September 2018: Compass closes another funding round for $400 million — money used to build more software and buy more agents.
And then …
February: Rich Barton (billionaire co-founder of Expedia and Zillow) takes the reins from Spencer Rascoff, who was CEO at Zillow for nine years.
February: Keller Williams rolls out the first artificial intelligence and data-driven platform in the real estate industry — others have been clamoring to follow
February: RE/MAX says [sic] “Our amazing technology is coming, and it will be best in class,” and makes a technology acquisition, Booj.
Last Week: Data-driven Opendoor will now show listings from rival brokerages and offer Redfin-like rebates.
Last Week: NTREIS Board holds a vote on whether to sell greater data access to Zillow. April will be a reckoning month for North Texas Realtors and their data.

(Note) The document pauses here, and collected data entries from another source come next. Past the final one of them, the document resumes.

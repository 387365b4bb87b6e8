//! A tagged option type for settings pickers.
//!
//! Each picker in the settings panel chooses from one of the four catalogs.
//! Dispatch is an exhaustive match on the variant — adding a catalog means
//! the compiler points at every place that must handle it.

use crate::fonts::FontDefinition;
use crate::languages::LanguageDefinition;
use crate::themes::{ChoiceDefinition, ThemeDefinition};

/// One selectable entry from any of the catalogs.
#[derive(Debug, Clone, Copy)]
pub enum SelectOption<'a> {
    Language(&'a LanguageDefinition),
    Theme(&'a ThemeDefinition),
    Font(&'a FontDefinition),
    Choice(&'a ChoiceDefinition),
}

impl SelectOption<'_> {
    /// The stable identifier of the underlying catalog entry.
    #[must_use]
    pub fn id(&self) -> &str {
        match self {
            Self::Language(lang) => lang.id.as_str(),
            Self::Theme(theme) => theme.id,
            Self::Font(font) => font.id,
            Self::Choice(choice) => choice.id,
        }
    }

    /// The display label shown in the picker.
    #[must_use]
    pub const fn label(&self) -> &str {
        match self {
            Self::Language(lang) => lang.label,
            Self::Theme(theme) => theme.label,
            Self::Font(font) => font.label,
            Self::Choice(choice) => choice.label,
        }
    }
}

// ---------------------------------------------------------------------------
// Tests
// ---------------------------------------------------------------------------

We’ve moved into a new real estate era that is faster paced and increasingly powered by technology and data — more than ever before. But there’s something else afoot. It’s eerily similar to what happened with the dot-com bust. Real estate technology companies are flush with capital — in fact, 2018 was a banner year for real estate technology investment.
And yet many of the top “technology” or “platform” companies in the industry are not profitable.

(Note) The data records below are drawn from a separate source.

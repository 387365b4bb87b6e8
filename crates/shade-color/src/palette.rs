//! Palette generation — from gradient seeds to a 15-entry syntax palette.
//!
//! [`generate_colors`] is the whole pipeline:
//!
//! 1. Average the seed colors in RGB (integer floor).
//! 2. Derive five candidates by fixed per-channel offsets from the mean.
//! 3. Scale any candidate whose contrast against the reference background
//!    falls below 7:1.
//! 4. Convert to HSL and remap saturation/lightness positionally (a base
//!    remap, then the final one — the base remap's s/l values are
//!    intermediate and get overwritten).
//! 5. Hue-shift the five adjusted colors by −45° and +45° for ten variants.
//!
//! Output order is the contract: adjusted (5) then all −45° (5) then all
//! +45° (5). Consumers pick colors by index, never by name.

use std::sync::LazyLock;

use regex::Regex;

use crate::contrast::contrast_ratio;
use crate::convert::{ColorFormatError, css_colors_to_rgb, hex_to_rgb, rgb_to_hex, rgb_to_hsl};

// ─── Pipeline constants ──────────────────────────────────────────────────────

/// Per-channel offsets deriving the five candidates from the seed mean.
const CANDIDATE_OFFSETS: [[i32; 3]; 5] = [
    [20, -20, -20],
    [-20, 20, 20],
    [10, 10, -30],
    [-30, -10, 10],
    [20, -10, 20],
];

/// The background every candidate must stay readable against.
/// Alpha is parsed and discarded — correction runs against opaque black.
const REFERENCE_BACKGROUND: &str = "rgba(0,0,0,0.7)";

/// Minimum acceptable contrast ratio against the reference background.
const MIN_CONTRAST_RATIO: f64 = 7.0;

/// Base saturation/lightness remap applied during HSL conversion.
/// Intermediate values — the final remap overwrites them (hue survives).
const BASE_SATURATIONS: [u8; 5] = [70, 80, 90, 100, 30];
const BASE_LIGHTNESSES: [u8; 5] = [90, 80, 65, 50, 40];

/// Final saturation/lightness remap producing the five adjusted entries.
const FINAL_SATURATIONS: [u8; 5] = [100, 93, 98, 100, 91];
const FINAL_LIGHTNESSES: [u8; 5] = [90, 80, 70, 60, 50];

/// Hue rotations for the shifted variants, in emission order.
const SHIFT_DEGREES: [i64; 2] = [-45, 45];

/// Lenient HSL matcher for internally generated strings — tolerates
/// arbitrary whitespace around the three fields.
static LENIENT_HSL: LazyLock<Regex> = LazyLock::new(|| {
    Regex::new(r"hsl\(\s*(\d+)\s*,\s*(\d+)%\s*,\s*(\d+)%\s*\)").expect("hsl pattern compiles")
});

/// Strict HSL matcher for [`hsl_to_hsla`] — anchored, no slack beyond a
/// single optional space after each comma. Deliberately stricter than
/// [`LENIENT_HSL`]; external callers get validation, internal plumbing
/// gets tolerance.
static STRICT_HSL: LazyLock<Regex> = LazyLock::new(|| {
    Regex::new(r"^hsl\((\d+),\s*([\d.]+)%,\s*([\d.]+)%\)$").expect("hsl pattern compiles")
});

// ─── Palette generation ──────────────────────────────────────────────────────

/// Generate the 15-entry HSL palette from a list of seed hex colors.
///
/// Deterministic and pure: the same seed list always produces the same
/// palette. Malformed seeds count as black (see
/// [`hex_to_rgb`](crate::convert::hex_to_rgb)); an empty seed list averages
/// to black. Every entry serializes as `hsl(h, s%, l%)`.
#[must_use]
pub fn generate_colors(seeds: &[&str]) -> Vec<String> {
    // The reference literal always parses; black is the value either way.
    let reference = css_colors_to_rgb(REFERENCE_BACKGROUND).unwrap_or([0, 0, 0]);

    let mean = seed_mean(seeds);

    let candidates: Vec<String> = CANDIDATE_OFFSETS
        .iter()
        .map(|offset| {
            rgb_to_hex(
                mean[0] + offset[0],
                mean[1] + offset[1],
                mean[2] + offset[2],
            )
        })
        .collect();

    let corrected: Vec<String> = candidates
        .iter()
        .map(|hex| correct_contrast(hex, reference))
        .collect();

    let adjusted = modify_colors(
        &convert_to_hsl(&corrected),
        &FINAL_SATURATIONS,
        &FINAL_LIGHTNESSES,
    );

    let shifted = shift_hue(&adjusted);

    let mut palette = adjusted;
    palette.extend(shifted);
    palette
}

/// Integer mean of the seed colors' RGB channels (floor division).
fn seed_mean(seeds: &[&str]) -> [i32; 3] {
    if seeds.is_empty() {
        return [0, 0, 0];
    }

    let mut total = [0i64; 3];
    for seed in seeds {
        let [r, g, b] = hex_to_rgb(seed);
        total[0] += i64::from(r);
        total[1] += i64::from(g);
        total[2] += i64::from(b);
    }

    let count = seeds.len() as i64;
    [
        (total[0] / count) as i32,
        (total[1] / count) as i32,
        (total[2] / count) as i32,
    ]
}

/// Scale a candidate's channels up to meet the minimum contrast ratio.
///
/// Candidates already at or above 7:1 pass through unchanged. Below that,
/// all three channels scale uniformly by `7.05 / ratio` (then round and
/// clamp), preserving the candidate's hue while pushing it brighter.
fn correct_contrast(hex: &str, reference: [u8; 3]) -> String {
    let rgb = hex_to_rgb(hex);
    let ratio = contrast_ratio(rgb, reference);

    if ratio >= MIN_CONTRAST_RATIO {
        return hex.to_string();
    }

    let factor = (MIN_CONTRAST_RATIO + 0.05) / ratio;
    let scale = |c: u8| -> i32 { (f64::from(c) * factor).round() as i32 };
    rgb_to_hex(scale(rgb[0]), scale(rgb[1]), scale(rgb[2]))
}

/// Convert hex colors to HSL strings with the base saturation/lightness
/// remap applied positionally.
///
/// The remapped s/l values are a pass-through intermediate — callers apply
/// the final remap on top, so only the hue computed here is user-visible.
#[must_use]
pub fn convert_to_hsl(colors: &[String]) -> Vec<String> {
    let hsl: Vec<String> = colors
        .iter()
        .map(|hex| rgb_to_hsl(hex_to_rgb(hex)))
        .collect();

    modify_colors(&hsl, &BASE_SATURATIONS, &BASE_LIGHTNESSES)
}

/// Replace each color's saturation and lightness with the positionally
/// corresponding values, keeping its hue.
///
/// Malformed entries are skipped with a logged error — a bad entry drops
/// out of the batch rather than aborting it.
#[must_use]
pub fn modify_colors(colors: &[String], saturations: &[u8], lightnesses: &[u8]) -> Vec<String> {
    let mut modified = Vec::with_capacity(colors.len());

    for ((color, s), l) in colors.iter().zip(saturations).zip(lightnesses) {
        if let Some(caps) = LENIENT_HSL.captures(color) {
            let hue = &caps[1];
            modified.push(format!("hsl({hue}, {s}%, {l}%)"));
        } else {
            tracing::error!("invalid HSL format: {color}");
        }
    }

    modified
}

/// Rotate each color's hue by −45° and +45°, holding saturation and
/// lightness constant.
///
/// Emits all −45° variants first, then all +45°. The rotation uses a true
/// mathematical modulo (`rem_euclid`) so a negative intermediate hue can
/// never leak into the output. Malformed entries are skipped with a logged
/// error, like [`modify_colors`].
#[must_use]
pub fn shift_hue(colors: &[String]) -> Vec<String> {
    let mut shifted = Vec::with_capacity(colors.len() * SHIFT_DEGREES.len());

    for degree in SHIFT_DEGREES {
        for color in colors {
            let Some(caps) = LENIENT_HSL.captures(color) else {
                tracing::error!("invalid HSL format: {color}");
                continue;
            };
            let Ok(hue) = caps[1].parse::<i64>() else {
                tracing::error!("invalid HSL format: {color}");
                continue;
            };

            let s = &caps[2];
            let l = &caps[3];
            let shifted_hue = (hue + degree).rem_euclid(360);
            shifted.push(format!("hsl({shifted_hue}, {s}%, {l}%)"));
        }
    }

    shifted
}

// ─── HSL → HSLA ──────────────────────────────────────────────────────────────

/// Add an alpha channel to an `hsl(h, s%, l%)` string, producing
/// `hsla(h, s%, l%, a)`. Alpha is clamped to [0, 1].
///
/// Validation is strict: the input must match the three-field HSL form
/// exactly, anchored at both ends. This is the external counterpart to the
/// lenient matcher used for internally generated strings.
///
/// # Errors
///
/// Returns [`ColorFormatError::Hsl`] if the string does not match.
pub fn hsl_to_hsla(color: &str, alpha: f64) -> Result<String, ColorFormatError> {
    let caps = STRICT_HSL
        .captures(color)
        .ok_or_else(|| ColorFormatError::Hsl(color.to_string()))?;

    let h = int_prefix(&caps[1]);
    let s = int_prefix(&caps[2]);
    let l = int_prefix(&caps[3]);
    let alpha = alpha.clamp(0.0, 1.0);

    Ok(format!("hsla({h}, {s}%, {l}%, {alpha})"))
}

/// Integer prefix of a decimal field: `"12.5"` → 12. The strict pattern
/// admits fractional saturation/lightness; the output keeps whole percents.
fn int_prefix(field: &str) -> u32 {
    field
        .split('.')
        .next()
        .unwrap_or("")
        .parse()
        .unwrap_or(0)
}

Zillow? Still not profitable, and the losses are widening with $120 million in 2018. Redfin? Not profitable. Opendoor? Not profitable. Compass? The CEO strategically avoids the question of profitability, but the regular need for another round of funding speaks for itself.
What kind of stability does this spell for those of us in the middle of this industry?
Our economy has entered a new age — the digital age
This age is unlike the Industrial Revolution of the 1900s, when companies had to show profitability before they could get additional funding or be successful in the stock market. The skittish technology market of the 2000s has transformed itself back into the speculative, capital-driven gambling of the late 90s. Tech is hot, and it’s winner take all.
This time though, it’s different. It’s based on a new and very powerful asset — data and the integrated platforms to mine and house it. But regardless of how technology companies are valued and perceived, there will be winners and there will be losers. The once endless supply of money will dry up once the returns don’t come to fruition. That day of reckoning is not yet here.
So we compete in this digital age.
This new digital age has replaced the old profit age (at least for technology companies). Amazon popularized this for 15 years by regularly saying in its quarterly report that profits were not the primary goal. Instead, Amazon wanted to build an amazing platform that customers preferred. The company did amazingly though, through its years of unprofitability, even to my own chagrin.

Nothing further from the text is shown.